A French sociologist called Maurice Duverger theorised that over time in a single member district system, such as we have in the House of Representatives, tends to produce a two-party system. We can see over the long run of many elections, that two parties tend to occupy the vast majority of seats; including the hung parliament from 2010 to 2013 when the two major parties held 96% of all seats in the lower house. From 2013 onwards, that moves to slightly more than 96%.
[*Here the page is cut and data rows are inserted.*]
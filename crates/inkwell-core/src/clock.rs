//! Time abstraction for testability

use std::fmt::Debug;
use std::sync::atomic::{AtomicI64, Ordering};

use chrono::Utc;

/// Source of wall-clock timestamps (Unix millis)
pub trait Clock: Send + Sync + Debug {
    /// Current time in Unix milliseconds
    fn now_millis(&self) -> i64;
}

/// Real clock implementation using system time
#[derive(Debug, Clone, Copy, Default)]
pub struct SystemClock;

impl Clock for SystemClock {
    fn now_millis(&self) -> i64 {
        Utc::now().timestamp_millis()
    }
}

/// Clock that only moves when told to
#[derive(Debug, Default)]
pub struct ManualClock {
    millis: AtomicI64,
}

impl ManualClock {
    /// Create a clock stopped at `start_millis`
    pub fn new(start_millis: i64) -> Self {
        Self {
            millis: AtomicI64::new(start_millis),
        }
    }

    /// Jump to an absolute time
    pub fn set(&self, millis: i64) {
        self.millis.store(millis, Ordering::SeqCst);
    }

    /// Move forward by `delta_millis`
    pub fn advance(&self, delta_millis: i64) {
        self.millis.fetch_add(delta_millis, Ordering::SeqCst);
    }
}

impl Clock for ManualClock {
    fn now_millis(&self) -> i64 {
        self.millis.load(Ordering::SeqCst)
    }
}
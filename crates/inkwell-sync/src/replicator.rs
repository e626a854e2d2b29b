//! Stream replication through the shared object store
//!
//! ## Sync Flow
//!
//! ```text
//! sync_with_cloud()  (skipped if a run is already in progress)
//!   ├─ commit every sealed draft
//!   ├─ export this device's stream, upload as stream_<id>.sqlite3 (fatal)
//!   ├─ list the shared store, keep stream files                  (errors → no peers)
//!   └─ for each peer stream:
//!        download to a temp dir, merge its versions, recompute heads
//!                                                               (errors → logged, skipped)
//! ```
//!
//! Merging is an insert-or-ignore union keyed by version id, so importing the
//! same stream any number of times, in any order, converges on the same state.

use std::path::PathBuf;
use std::sync::Arc;

use serde::Serialize;
use tracing::{debug, info, instrument, warn};

use inkwell_core::StreamId;
use inkwell_storage::{EntryStore, ImportedSnapshot};

use crate::error::{SyncError, SyncResult};
use crate::lock::SyncLock;
use crate::object_store::{ObjectStore, RemoteObject};

/// File name prefix of exported streams
pub const STREAM_FILE_PREFIX: &str = "stream_";

/// File extension of exported streams; the contents are a redb snapshot
pub const STREAM_FILE_EXTENSION: &str = ".sqlite3";

/// Name a stream is uploaded under
pub fn stream_file_name(stream_id: &StreamId) -> String {
    format!("{}{}{}", STREAM_FILE_PREFIX, stream_id, STREAM_FILE_EXTENSION)
}

/// Whether `name` is a stream file
///
/// The `stream_` prefix alone decides; the extension is not checked.
pub fn is_stream_file(name: &str) -> bool {
    name.strip_prefix(STREAM_FILE_PREFIX)
        .is_some_and(|rest| !rest.is_empty())
}

/// Stream id embedded in a stream file name, if it parses
///
/// The id runs from the prefix to the first `.`.
pub fn stream_id_from_name(name: &str) -> Option<StreamId> {
    let rest = name.strip_prefix(STREAM_FILE_PREFIX)?;
    let id = rest.split_once('.').map_or(rest, |(id, _)| id);
    id.parse().ok()
}

/// A stream file found in the shared store
#[derive(Debug, Clone)]
pub struct RemoteStream {
    pub object: RemoteObject,
    /// Id parsed from the file name
    pub stream_id: Option<StreamId>,
}

/// Outcome of one sync run
#[derive(Debug, Clone, Default, PartialEq, Eq, Serialize)]
pub struct SyncReport {
    pub drafts_committed: usize,
    pub drafts_failed: usize,
    /// Whether this device's stream was uploaded
    pub uploaded: bool,
    /// Versions in the uploaded stream
    pub versions_uploaded: usize,
    /// Peer streams found in the shared store
    pub peers_seen: usize,
    pub peers_imported: usize,
    pub peers_failed: usize,
    /// New versions merged from peers
    pub versions_imported: usize,
    pub heads_changed: usize,
}

/// Directories the replicator works in
#[derive(Debug, Clone)]
pub struct ReplicatorConfig {
    /// Where the stream export is written before upload
    pub exports_dir: PathBuf,
    /// Parent of the temp directories peer streams are downloaded into
    pub imports_dir: PathBuf,
}

/// Replicates the device stream through an [`ObjectStore`]
pub struct StreamReplicator {
    store: Arc<EntryStore>,
    object_store: Arc<dyn ObjectStore>,
    lock: Arc<SyncLock>,
    config: ReplicatorConfig,
}

impl StreamReplicator {
    pub fn new(
        store: Arc<EntryStore>,
        object_store: Arc<dyn ObjectStore>,
        lock: Arc<SyncLock>,
        config: ReplicatorConfig,
    ) -> Self {
        Self {
            store,
            object_store,
            lock,
            config,
        }
    }

    /// The lock serializing sync runs
    pub fn lock(&self) -> &Arc<SyncLock> {
        &self.lock
    }

    /// Run a full sync
    ///
    /// Returns `Ok(None)` if another sync holds the lock. Only local storage
    /// failures and a failed upload abort the run; peer problems are counted
    /// in the report.
    #[instrument(skip(self), fields(stream = %self.store.stream_id().short()))]
    pub async fn sync_with_cloud(&self) -> SyncResult<Option<SyncReport>> {
        let result = self.lock.with_lock(self.run()).await.transpose();
        if let Ok(None) = result {
            info!("Sync already in progress, skipping");
        }
        result
    }

    async fn run(&self) -> SyncResult<SyncReport> {
        let mut report = SyncReport::default();

        let summary = self.store.commit_all_sealed()?;
        report.drafts_committed = summary.committed;
        report.drafts_failed = summary.failed;

        report.versions_uploaded = self.upload_my_stream().await?;
        report.uploaded = true;

        let my_stream = self.store.stream_id();
        for stream in self.list_cloud_streams().await {
            if stream.stream_id == Some(my_stream) {
                continue;
            }
            report.peers_seen += 1;

            match self.download_and_import_stream(&stream).await {
                Ok(imported) => {
                    report.peers_imported += 1;
                    report.versions_imported += imported.merge.imported;
                    report.heads_changed += imported.merge.heads_changed;
                }
                Err(e) => {
                    warn!(stream = %stream.object.name, error = %e, "Skipping peer stream");
                    report.peers_failed += 1;
                }
            }
        }

        info!(
            committed = report.drafts_committed,
            uploaded = report.versions_uploaded,
            peers = report.peers_seen,
            imported = report.versions_imported,
            failed = report.peers_failed,
            heads_changed = report.heads_changed,
            "Sync complete"
        );
        Ok(report)
    }

    /// Export this device's stream and upload it
    ///
    /// Returns the number of versions uploaded.
    #[instrument(skip(self))]
    pub async fn upload_my_stream(&self) -> SyncResult<usize> {
        let name = stream_file_name(&self.store.stream_id());
        let export_path = self.config.exports_dir.join(&name);

        let count = self
            .store
            .export_stream(&export_path)
            .map_err(|e| SyncError::UploadFailed {
                name: name.clone(),
                reason: e.to_string(),
            })?;

        self.object_store
            .upload(&export_path, &name)
            .await
            .map_err(|e| SyncError::UploadFailed {
                name: name.clone(),
                reason: e.to_string(),
            })?;

        debug!(name = %name, versions = count, "Uploaded stream");
        Ok(count)
    }

    /// Stream files in the shared store
    ///
    /// A listing failure is logged and treated as an empty store.
    pub async fn list_cloud_streams(&self) -> Vec<RemoteStream> {
        let objects = match self.object_store.list().await {
            Ok(objects) => objects,
            Err(e) => {
                warn!(error = %e, "Failed to list shared streams");
                return Vec::new();
            }
        };

        objects
            .into_iter()
            .filter(|object| is_stream_file(&object.name))
            .map(|object| RemoteStream {
                stream_id: stream_id_from_name(&object.name),
                object,
            })
            .collect()
    }

    /// Download one peer stream into a temp dir and merge it
    #[instrument(skip(self, stream), fields(name = %stream.object.name))]
    pub async fn download_and_import_stream(
        &self,
        stream: &RemoteStream,
    ) -> SyncResult<ImportedSnapshot> {
        let import_failed = |reason: String| SyncError::ImportFailed {
            name: stream.object.name.clone(),
            reason,
        };

        tokio::fs::create_dir_all(&self.config.imports_dir).await?;
        let temp_dir = tempfile::Builder::new()
            .prefix("import-")
            .tempdir_in(&self.config.imports_dir)?;
        let download_path = temp_dir.path().join(&stream.object.name);

        self.object_store
            .download(&stream.object.id, &download_path)
            .await
            .map_err(|e| import_failed(e.to_string()))?;

        let imported = self
            .store
            .import_snapshot(&download_path)
            .map_err(|e| import_failed(e.to_string()))?;

        if let (Some(named), Some(recorded)) = (stream.stream_id, imported.stream_id)
            && named != recorded
        {
            warn!(named = %named, recorded = %recorded, "Stream file name and contents disagree");
        }

        debug!(
            total = imported.total,
            imported = imported.merge.imported,
            "Imported peer stream"
        );
        Ok(imported)
    }
}

#[cfg(test)]
mod tests {
    use super::*;

    #[test]
    fn test_stream_file_naming() {
        let id = StreamId::generate();
        let name = stream_file_name(&id);

        assert!(name.starts_with("stream_"));
        assert_eq!(name, format!("stream_{}.sqlite3", id));
        assert!(is_stream_file(&name));
        assert_eq!(stream_id_from_name(&name), Some(id));
    }

    #[test]
    fn test_foreign_files_are_ignored() {
        assert!(!is_stream_file("notes.txt"));
        assert!(!is_stream_file("stream_"));
        assert!(!is_stream_file("backup_stream_x.sqlite3"));
        assert!(!is_stream_file("Stream_x.sqlite3"));
    }

    #[test]
    fn test_stream_files_are_recognized_by_prefix() {
        let id = StreamId::generate();

        assert!(is_stream_file("stream_x.sqlite3"));
        assert!(is_stream_file(&format!("stream_{}.redb", id)));
        assert!(is_stream_file(&format!("stream_{}", id)));
        assert_eq!(stream_id_from_name(&format!("stream_{}.redb", id)), Some(id));
        assert_eq!(stream_id_from_name(&format!("stream_{}", id)), Some(id));

        // Recognized by name, even if the id does not parse
        assert!(is_stream_file("stream_legacy.sqlite3"));
        assert_eq!(stream_id_from_name("stream_legacy.sqlite3"), None);
    }
}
In contrast, in the Senate where there is a system of proportional representation, this should produce a greater tendency to multipartism; lo and behold, this appears to be what we're going to end up with. The Senate has been accused in the past as being "unrepresentative swill" but arguably, it is the Senate which more greatly reflects the makeup of modern Australia.
Unlike the Banana-Choc and Choc-Banana House of Representatives, we've seen the election of swirls and nuts into the ice-cream tub that is the Senate. This is in addition to an already wider spectrum of flavours such as Green mint and red Strawberry.
How do we know for instance that the appointment of David Leyonhjelm of the Liberal Democrats and Ricky Muir from the Australian Motor Enthusiast Party aren't a deliberate protest against Banana-Choc and Choc-Banana? Suddenly we've got boysenberry and walnut in our tub of ice-cream.
What the Banana-Choc and Choc-Banana parties really fear is that the electorate might not like the bland taste that they've had in their mouths for a long time. What they fear is that the electorate might be yearning for a different set of flavours.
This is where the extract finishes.